(Stored data entries)
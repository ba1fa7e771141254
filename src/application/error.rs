//! Application-level errors (wraps domain errors)

use std::path::PathBuf;
use thiserror::Error;

use crate::domain::{DiscoveryError, DomainError};
use crate::exitcode;

/// Application errors wrap domain errors and add application-level context.
#[derive(Error, Debug)]
pub enum ApplicationError {
    #[error("{0}")]
    Domain(#[from] DomainError),

    /// Fatal before any dispatch: missing discovery root, namespace collision,
    /// unreadable configuration.
    #[error("configuration error: {message}")]
    Configuration { message: String, paths: Vec<PathBuf> },

    #[error("{0}")]
    Dispatch(#[from] DispatchError),
}

impl ApplicationError {
    pub fn config(message: impl Into<String>) -> Self {
        Self::Configuration {
            message: message.into(),
            paths: Vec::new(),
        }
    }

    pub fn config_at(message: impl Into<String>, paths: Vec<PathBuf>) -> Self {
        Self::Configuration {
            message: message.into(),
            paths,
        }
    }
}

/// Failures while resolving or running the requested command.
#[derive(Error, Debug)]
pub enum DispatchError {
    /// Unknown command path, invalid arguments, or help/version display.
    #[error("{0}")]
    Usage(#[from] clap::Error),

    #[error("`{namespace}` is unavailable, {cause}")]
    Broken {
        namespace: String,
        cause: DiscoveryError,
    },

    #[error("`{command}` exited with status {code}")]
    CommandExited { command: String, code: i32 },

    #[error("cannot run `{command}`: {source}")]
    Launch {
        command: String,
        #[source]
        source: DomainError,
    },

    #[error("no command at `{0}`")]
    Unresolved(String),
}

impl DispatchError {
    /// Process exit code for this failure.
    pub fn exit_code(&self) -> i32 {
        match self {
            DispatchError::Usage(e) => e.exit_code(),
            DispatchError::CommandExited { code, .. } => *code,
            DispatchError::Broken { .. } | DispatchError::Launch { .. } => exitcode::SOFTWARE,
            DispatchError::Unresolved(_) => exitcode::USAGE,
        }
    }
}

/// Result type for application layer operations.
pub type ApplicationResult<T> = Result<T, ApplicationError>;
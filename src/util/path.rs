use std::env::VarError;
use std::path::{Path, PathBuf};

use shellexpand::LookupError;

/// Expand `~`, `$VAR` and `${VAR}` in `raw` and anchor a relative result at `base`.
pub fn resolve_against(base: &Path, raw: &str) -> Result<PathBuf, LookupError<VarError>> {
    let expanded = PathBuf::from(shellexpand::full(raw)?.into_owned());
    if expanded.is_absolute() {
        Ok(expanded)
    } else {
        Ok(base.join(expanded))
    }
}

/// `path` relative to `base` when possible, for shorter messages.
pub fn display_relative(path: &Path, base: &Path) -> String {
    match pathdiff::diff_paths(path, base) {
        Some(rel) if !rel.as_os_str().is_empty() && !rel.starts_with("..") => {
            rel.display().to_string()
        }
        _ => path.display().to_string(),
    }
}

[What this task involves]:
Every entry must be output again, exactly as written above.

[Answer for the task]:
repository ba1fa7e771141254
filename src/application/error.rs
//! Application-level errors (wraps domain errors)

use std::path::PathBuf;
use thiserror::Error;

use crate::domain::{DiscoveryError, DomainError};
use crate::exitcode;

/// Application errors wrap domain errors and add application-level context.
#[derive(Error, Debug)]
pub enum ApplicationError {
    #[error("{0}")]
    Domain(#[from] DomainError),

    /// Fatal before any dispatch: missing discovery root, namespace collision,
    /// unreadable configuration.
    #[error("configuration error: {message}")]
    Configuration { message: String, paths: Vec<PathBuf> },

    #[error("{0}")]
    Dispatch(#[from] DispatchError),
}

impl ApplicationError {
    pub fn config(message: impl Into<String>) -> Self {
        Self::Configuration {
            message: message.into(),
            paths: Vec::new(),
        }
    }

    pub fn config_at(message: impl Into<String>, paths: Vec<PathBuf>) -> Self {
        Self::Configuration {
            message: message.into(),
            paths,
        }
    }
}

/// Failures while resolving or running the requested command.
#[derive(Error, Debug)]
pub enum DispatchError {
    /// Unknown command path, invalid arguments, or help/version display.
    #[error("{0}")]
    Usage(#[from] clap::Error),

    #[error("`{namespace}` is unavailable, {cause}")]
    Broken {
        namespace: String,
        cause: DiscoveryError,
    },

    #[error("`{command}` exited with status {code}")]
    CommandExited { command: String, code: i32 },

    #[error("cannot run `{command}`: {source}")]
    Launch {
        command: String,
        #[source]
        source: DomainError,
    },

    #[error("no command at `{0}`")]
    Unresolved(String),
}

impl DispatchError {
    /// Process exit code for this failure.
    pub fn exit_code(&self) -> i32 {
        match self {
            DispatchError::Usage(e) => e.exit_code(),
            DispatchError::CommandExited { code, .. } => *code,
            DispatchError::Broken { .. } | DispatchError::Launch { .. } => exitcode::SOFTWARE,
            DispatchError::Unresolved(_) => exitcode::USAGE,
        }
    }
}

/// Result type for application layer operations.
pub type ApplicationResult<T> = Result<T, ApplicationError>;
filename src/util/path.rs
use std::env::VarError;
use std::path::{Path, PathBuf};

use shellexpand::LookupError;

/// Expand `~`, `$VAR` and `${VAR}` in `raw` and anchor a relative result at `base`.
pub fn resolve_against(base: &Path, raw: &str) -> Result<PathBuf, LookupError<VarError>> {
    let expanded = PathBuf::from(shellexpand::full(raw)?.into_owned());
    if expanded.is_absolute() {
        Ok(expanded)
    } else {
        Ok(base.join(expanded))
    }
}

/// `path` relative to `base` when possible, for shorter messages.
pub fn display_relative(path: &Path, base: &Path) -> String {
    match pathdiff::diff_paths(path, base) {
        Some(rel) if !rel.as_os_str().is_empty() && !rel.starts_with("..") => {
            rel.display().to_string()
        }
        _ => path.display().to_string(),
    }
}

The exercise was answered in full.